Thermal longevity is critical for EGS economics. Projects are likely to require payout periods of several years. A multiyear payback period may be acceptable for an asset that generates electricity for decades. However, if the produced temperature drops off too rapidly, then the duration of the revenue-generating period will be too short to justify the up-front investment.
Mathematical solutions demonstrate the importance of distributing flow across a large fracture surface area (Gringarten et al., 1975; Doe and McLaren, 2016). To prevent thermal decline at the production well, heat conduction into the fractures must ‘keep up’ with the rate of fluid flow through the fractures.
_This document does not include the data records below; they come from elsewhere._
//! Following entity (directed follow edges between users).

use sea_orm::entity::prelude::*;
use serde::{Deserialize, Serialize};

#[derive(Clone, Debug, PartialEq, Eq, DeriveEntityModel, Serialize, Deserialize)]
#[sea_orm(table_name = "following")]
pub struct Model {
    #[sea_orm(primary_key, auto_increment = false)]
    pub id: String,

    /// The user who is following
    pub follower_id: String,

    /// The user being followed
    pub followee_id: String,

    pub created_at: DateTimeWithTimeZone,
}

#[derive(Copy, Clone, Debug, EnumIter, DeriveRelation)]
pub enum Relation {
    #[sea_orm(
        belongs_to = "super::user::Entity",
        from = "Column::FollowerId",
        to = "super::user::Column::Id",
        on_delete = "Cascade"
    )]
    Follower,

    #[sea_orm(
        belongs_to = "super::user::Entity",
        from = "Column::FolloweeId",
        to = "super::user::Column::Id",
        on_delete = "Cascade"
    )]
    Followee,
}

impl ActiveModelBehavior for ActiveModel {}
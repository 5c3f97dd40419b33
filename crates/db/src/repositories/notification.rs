//! Notification repository.

use std::sync::Arc;

use crate::entities::{Notification, notification};
use sea_orm::{
    ActiveModelTrait, ColumnTrait, DatabaseConnection, EntityTrait, PaginatorTrait, QueryFilter,
    QueryOrder, QuerySelect, sea_query::Expr,
};
use universe_common::{AppError, AppResult};

/// Notification repository for database operations.
#[derive(Clone)]
pub struct NotificationRepository {
    db: Arc<DatabaseConnection>,
}

impl NotificationRepository {
    /// Create a new notification repository.
    #[must_use]
    pub const fn new(db: Arc<DatabaseConnection>) -> Self {
        Self { db }
    }

    /// Create a notification.
    pub async fn create(
        &self,
        model: notification::ActiveModel,
    ) -> AppResult<notification::Model> {
        model
            .insert(self.db.as_ref())
            .await
            .map_err(|e| AppError::Database(e.to_string()))
    }

    /// Notifications addressed to a user, newest first.
    ///
    /// * `until_id` - Return notifications older than this ID (for pagination)
    pub async fn find_by_target(
        &self,
        target_id: &str,
        limit: u64,
        until_id: Option<&str>,
    ) -> AppResult<Vec<notification::Model>> {
        let mut query = Notification::find()
            .filter(notification::Column::TargetId.eq(target_id))
            .order_by_desc(notification::Column::Id)
            .limit(limit);

        if let Some(until) = until_id {
            query = query.filter(notification::Column::Id.lt(until));
        }

        query
            .all(self.db.as_ref())
            .await
            .map_err(|e| AppError::Database(e.to_string()))
    }

    /// Mark the given notifications of a user as read.
    ///
    /// Rows outside `ids` keep their state, so anything not yet shown stays unread.
    pub async fn mark_read(&self, target_id: &str, ids: &[String]) -> AppResult<u64> {
        if ids.is_empty() {
            return Ok(0);
        }

        let result = Notification::update_many()
            .col_expr(notification::Column::IsRead, Expr::value(true))
            .filter(notification::Column::TargetId.eq(target_id))
            .filter(notification::Column::Id.is_in(ids.to_vec()))
            .filter(notification::Column::IsRead.eq(false))
            .exec(self.db.as_ref())
            .await
            .map_err(|e| AppError::Database(e.to_string()))?;
        Ok(result.rows_affected)
    }

    /// Count unread notifications for a user.
    pub async fn count_unread(&self, target_id: &str) -> AppResult<u64> {
        Notification::find()
            .filter(notification::Column::TargetId.eq(target_id))
            .filter(notification::Column::IsRead.eq(false))
            .count(self.db.as_ref())
            .await
            .map_err(|e| AppError::Database(e.to_string()))
    }
}
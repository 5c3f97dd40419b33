//! Test utilities for database operations.
//!
//! Provides helpers for setting up and tearing down test databases.

use sea_orm::{ConnectionTrait, Database, DatabaseBackend, DatabaseConnection, DbErr, Statement};
use tracing::info;

/// Test database configuration.
#[derive(Debug, Clone)]
pub struct TestDbConfig {
    /// Database host.
    pub host: String,
    /// Database port.
    pub port: u16,
    /// Database username.
    pub username: String,
    /// Database password.
    pub password: String,
    /// Database name.
    pub database: String,
}

impl Default for TestDbConfig {
    fn default() -> Self {
        Self {
            host: std::env::var("TEST_DB_HOST").unwrap_or_else(|_| "localhost".to_string()),
            port: std::env::var("TEST_DB_PORT")
                .ok()
                .and_then(|p| p.parse().ok())
                .unwrap_or(5433),
            username: std::env::var("TEST_DB_USER")
                .unwrap_or_else(|_| "universe_test".to_string()),
            password: std::env::var("TEST_DB_PASSWORD")
                .unwrap_or_else(|_| "universe_test".to_string()),
            database: std::env::var("TEST_DB_NAME")
                .unwrap_or_else(|_| "universe_test".to_string()),
        }
    }
}

impl TestDbConfig {
    /// Get the database URL.
    #[must_use]
    pub fn database_url(&self) -> String {
        format!(
            "postgres://{}:{}@{}:{}/{}",
            self.username, self.password, self.host, self.port, self.database
        )
    }
}

/// A connected test database with migrations applied.
pub struct TestDatabase {
    /// Database connection.
    pub conn: DatabaseConnection,
    /// Database configuration.
    pub config: TestDbConfig,
}

impl TestDatabase {
    /// Connect with the environment-derived configuration and migrate.
    pub async fn new() -> Result<Self, DbErr> {
        Self::with_config(TestDbConfig::default()).await
    }

    /// Connect with a custom configuration and migrate.
    pub async fn with_config(config: TestDbConfig) -> Result<Self, DbErr> {
        use sea_orm_migration::MigratorTrait;

        let conn = Database::connect(&config.database_url()).await?;
        crate::migrations::Migrator::up(&conn, None).await?;

        info!(database = %config.database, "Connected to test database");

        Ok(Self { conn, config })
    }

    /// Get the database connection.
    #[must_use]
    pub const fn connection(&self) -> &DatabaseConnection {
        &self.conn
    }

    /// Truncate every application table.
    pub async fn cleanup(&self) -> Result<(), DbErr> {
        let tables = self
            .conn
            .query_all(Statement::from_string(
                DatabaseBackend::Postgres,
                "SELECT tablename FROM pg_tables WHERE schemaname = 'public'".to_string(),
            ))
            .await?;

        for row in tables {
            if let Ok(table_name) = row.try_get::<String>("", "tablename") {
                if table_name == "seaql_migrations" {
                    continue;
                }

                let truncate = format!("TRUNCATE TABLE \"{table_name}\" CASCADE");
                self.conn
                    .execute(Statement::from_string(DatabaseBackend::Postgres, truncate))
                    .await?;
            }
        }

        info!("Cleaned up test database");
        Ok(())
    }
}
Unfortunately, heat conduction through rock is relatively slow. At high rate (>100 kg/s), heat conduction requirements imply a huge fracture surface area – on the order of 1e7-1e8 ft2. With modern approaches, this is achievable – multistage plug and perf fracturing techniques are capable of generating enormous surface areas (Raterman et al., 2017; 2019; Gale et al., 2018). Norbeck and Latimer (2023) demonstrate that the flow distribution from plug and perf completion can be distributed fairly evenly across a lateral (Norbeck and Latimer, 2023).
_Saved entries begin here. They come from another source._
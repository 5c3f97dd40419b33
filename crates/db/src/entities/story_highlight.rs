//! Story highlight entity (permanent curated story sets).

use sea_orm::entity::prelude::*;
use serde::{Deserialize, Serialize};

#[derive(Clone, Debug, PartialEq, Eq, DeriveEntityModel, Serialize, Deserialize)]
#[sea_orm(table_name = "story_highlight")]
pub struct Model {
    #[sea_orm(primary_key, auto_increment = false)]
    pub id: String,

    #[sea_orm(indexed)]
    pub user_id: String,

    pub title: String,

    #[sea_orm(nullable)]
    pub cover_url: Option<String>,

    pub created_at: DateTimeWithTimeZone,
}

#[derive(Copy, Clone, Debug, EnumIter, DeriveRelation)]
pub enum Relation {
    #[sea_orm(
        belongs_to = "super::user::Entity",
        from = "Column::UserId",
        to = "super::user::Column::Id",
        on_delete = "Cascade"
    )]
    User,
}

impl Related<super::story::Entity> for Entity {
    fn to() -> RelationDef {
        super::story_highlight_item::Relation::Story.def()
    }

    fn via() -> Option<RelationDef> {
        Some(super::story_highlight_item::Relation::Highlight.def().rev())
    }
}

impl ActiveModelBehavior for ActiveModel {}
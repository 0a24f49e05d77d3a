// Library root: wire models, push protocol, configuration, and the pure
// win-detection logic shared by the sync client.

pub mod config;
pub mod model;
pub mod protocol;
pub mod wins;
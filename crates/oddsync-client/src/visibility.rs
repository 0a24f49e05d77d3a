// Visibility recovery: coming back to the foreground forces a fresh push
// subscription and a full refresh, since anything pushed while hidden (or
// while the stream was silently dead) is lost.

use tokio::task::JoinHandle;
use tracing::{debug, info};

use crate::connection::ConnectionManager;
use crate::reconcile::Refresher;

pub struct VisibilityPolicy {
    visible: bool,
    refresher: Refresher,
}

impl VisibilityPolicy {
    /// Starts out visible.
    pub fn new(refresher: Refresher) -> Self {
        VisibilityPolicy {
            visible: true,
            refresher,
        }
    }

    pub fn is_visible(&self) -> bool {
        self.visible
    }

    /// Apply a visibility signal. Only a hidden -> visible transition does
    /// anything: the connection restarts whatever state it was in and every
    /// domain is refreshed once. That refresh also covers any outage the
    /// connection was in, so the reopened stream does not count as resumed.
    pub fn on_visibility_change(
        &mut self,
        visible: bool,
        connection: &mut ConnectionManager,
    ) -> Vec<JoinHandle<()>> {
        let was_visible = std::mem::replace(&mut self.visible, visible);

        match (was_visible, visible) {
            (false, true) => {
                info!(
                    state = ?connection.state(),
                    "Back in foreground, reconnecting and refreshing everything"
                );
                connection.restart_fresh();
                self.refresher.spawn_all()
            }
            (true, false) => {
                debug!("Moved to background");
                Vec::new()
            }
            _ => Vec::new(),
        }
    }
}
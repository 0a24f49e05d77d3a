// Reconciliation: pull fresh state for a domain and swap it into its store.
// Bets additionally get diffed against the last snapshot to find new wins.

use std::sync::Arc;
use std::time::Duration;

use tokio::sync::Mutex;
use tokio::task::JoinHandle;
use tracing::{debug, info};

use oddsync_core::model::{Bet, LeaderboardUser};
use oddsync_core::protocol::Domain;
use oddsync_core::wins::{detect_wins, status_map, total_won, IntensityScale, StatusMap, WinEvent};

use crate::api::{ApiError, SyncBackend};
use crate::store::{DomainStore, Stores};

/// Where celebration requests go.
pub trait NotificationSink: Send + Sync {
    fn notify(&self, intensity: u32);
}

/// Sink that only logs. Used when nothing richer is attached.
pub struct TracingSink;

impl NotificationSink for TracingSink {
    fn notify(&self, intensity: u32) {
        info!(intensity, "New winning bets");
    }
}

/// Outcome of one bets reconciliation.
#[derive(Debug, Clone, PartialEq)]
pub struct Reconciliation {
    pub snapshot: Vec<Bet>,
    pub new_wins: Vec<WinEvent>,
}

// ---------------------------------------------------------------------------
// BetReconciler
// ---------------------------------------------------------------------------

/// Owns the win-detection baseline. Nothing else mutates it.
pub struct BetReconciler {
    /// `None` until the first successful fetch after activation.
    baseline: Mutex<Option<StatusMap>>,
    scale: IntensityScale,
    sink: Arc<dyn NotificationSink>,
}

impl BetReconciler {
    pub fn new(scale: IntensityScale, sink: Arc<dyn NotificationSink>) -> Self {
        BetReconciler {
            baseline: Mutex::new(None),
            scale,
            sink,
        }
    }

    pub async fn has_baseline(&self) -> bool {
        self.baseline.lock().await.is_some()
    }

    /// Fetch bets, replace the store snapshot, and report bets that turned
    /// `won` since the previous snapshot. A failed fetch leaves the baseline
    /// exactly as it was.
    pub async fn reconcile(
        &self,
        backend: &dyn SyncBackend,
        store: &DomainStore<Vec<Bet>>,
        loading_delay: Duration,
    ) -> Result<Reconciliation, ApiError> {
        let fresh = store.reconcile(backend.my_bets(), loading_delay).await?;

        let new_wins = {
            let mut baseline = self.baseline.lock().await;
            let wins = detect_wins(baseline.as_ref(), &fresh);
            *baseline = Some(status_map(&fresh));
            wins
        };

        if !new_wins.is_empty() {
            let total = total_won(&new_wins);
            let intensity = self.scale.intensity(total);
            info!(count = new_wins.len(), total, intensity, "Detected newly won bets");
            self.sink.notify(intensity);
        }

        Ok(Reconciliation {
            snapshot: fresh,
            new_wins,
        })
    }
}

// ---------------------------------------------------------------------------
// Refresher
// ---------------------------------------------------------------------------

/// Runs reconciliations per domain. Cheap to clone; every clone shares the
/// same stores and win baseline.
#[derive(Clone)]
pub struct Refresher {
    inner: Arc<RefresherInner>,
}

struct RefresherInner {
    backend: Arc<dyn SyncBackend>,
    stores: Arc<Stores>,
    bets: BetReconciler,
    loading_delay: Duration,
}

impl Refresher {
    pub fn new(
        backend: Arc<dyn SyncBackend>,
        stores: Arc<Stores>,
        bets: BetReconciler,
        loading_delay: Duration,
    ) -> Self {
        Refresher {
            inner: Arc::new(RefresherInner {
                backend,
                stores,
                bets,
                loading_delay,
            }),
        }
    }

    pub fn stores(&self) -> &Arc<Stores> {
        &self.inner.stores
    }

    pub fn bets(&self) -> &BetReconciler {
        &self.inner.bets
    }

    /// Reconcile one domain. Failures are already recorded in the domain's
    /// store by the time this returns.
    pub async fn refresh(&self, domain: Domain) -> Result<(), ApiError> {
        let inner = &*self.inner;
        let backend = inner.backend.as_ref();
        let stores = &inner.stores;
        let delay = inner.loading_delay;

        match domain {
            Domain::Predictions => {
                let fresh = stores.predictions.reconcile(backend.predictions(), delay).await?;
                debug!(count = fresh.len(), "Predictions refreshed");
            }
            Domain::Bets => {
                let outcome = inner.bets.reconcile(backend, &stores.bets, delay).await?;
                debug!(
                    count = outcome.snapshot.len(),
                    new_wins = outcome.new_wins.len(),
                    "Bets refreshed"
                );
            }
            Domain::Leaderboard => {
                let rows = stores.leaderboard.reconcile(backend.leaderboard(), delay).await?;
                debug!(count = rows.len(), "Leaderboard refreshed");
                self.sync_session_tokens(&rows);
            }
            Domain::Session => {
                let user = stores
                    .session
                    .reconcile(async { backend.me().await.map(Some) }, delay)
                    .await?;
                debug!(user = ?user.as_ref().map(|u| &u.id), "Session refreshed");
            }
        }
        Ok(())
    }

    /// Spawn one independent refresh task per domain and return right away.
    pub fn spawn(&self, domains: &[Domain]) -> Vec<JoinHandle<()>> {
        domains
            .iter()
            .map(|&domain| {
                let this = self.clone();
                tokio::spawn(async move {
                    // The store already holds the error for display.
                    let _ = this.refresh(domain).await;
                })
            })
            .collect()
    }

    pub fn spawn_all(&self) -> Vec<JoinHandle<()>> {
        self.spawn(&Domain::ALL)
    }

    fn sync_session_tokens(&self, rows: &[LeaderboardUser]) {
        let session = &self.inner.stores.session;
        let Some(user_id) = session.snapshot().map(|u| u.id) else {
            return;
        };
        if let Some(row) = rows.iter().find(|row| row.id == user_id) {
            if session.update_tokens(&row.id, row.tokens) {
                debug!(tokens = row.tokens, "Session balance updated from leaderboard");
            }
        }
    }
}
However, the physics of long-term circulation are complex. As fluid injection cools the rock, thermoelastic stress reductions cause crack opening and propagation. This process can have both a negative and a positive impact on thermal breakthrough.
Simulation setup
In ResFrac, we usually run ‘sector’ models of a section of the lateral instead of the full well. In EGS simulations, if we ‘turn off’ thermoelastic stress reductions from cooling, the simulations would run extremely fast, and we could feasibly run full-lateral simulations. For example, the simulation in Figure 1 simulates 30 years of production in a single stage – with no thermoelastic effects – in five minutes of simulation time. However, as shown below, thermoelastic stresses and fracture propagation have a major effect on the results. Including these processes in the simulation greatly increases the computational cost and complexity of the simulation, and so when including the full physics, we cannot yet perform full-lateral simulations.
We need specialized modeling techniques to appropriately describe a full lateral with a ‘sector’ model in EGS simulations. The well is meshed to the surface. A flow multiplier is used at the heel of the wells so that the vertical sections of the well have the ‘full lateral’ flow rates (and so, the model will account for friction and heat conduction in the wellbore at the ‘full lateral rate’). It is important to consider the ‘full lateral’ rate in the wellbore friction calculation because it can have a significant impact on BHP. Heat conduction to/from the wells is also included, but it has only a slight effect. The ‘flow multiplier’ is scaled based on the total lateral length and also from an estimate of the uniformity of flow along the lateral. The flow multiplier penalty for non-uniformity along the full lateral is updated every timestep based on the uniformity of flow within the sector model.
All of the simulations contain a 200 ft stage, scaled for flow along an 8000 ft lateral. The injection wellhead pressure is a constant 2000 psi, and the production wellhead pressure is a constant 600 psi. The injection well is stimulated with a slickwater plug and perf fracturing treatment with 100 mesh proppant. The production well is open-hole and is offset 600 ft laterally. A perforation cluster is placed every 25 ft, with 2 shots per cluster, yielding a strong limited-entry design and relatively uniform fracture geometries along the stage.
Long-term circulation in a simulation WITHOUT porothermoelastic stress changes
As an initial baseline simulation, Figure 1 shows a simulation with porothermoelastic stresses ‘turned off.’ In other words, as a model assumption, pressure and temperature changes in the formation do not induce stress changes.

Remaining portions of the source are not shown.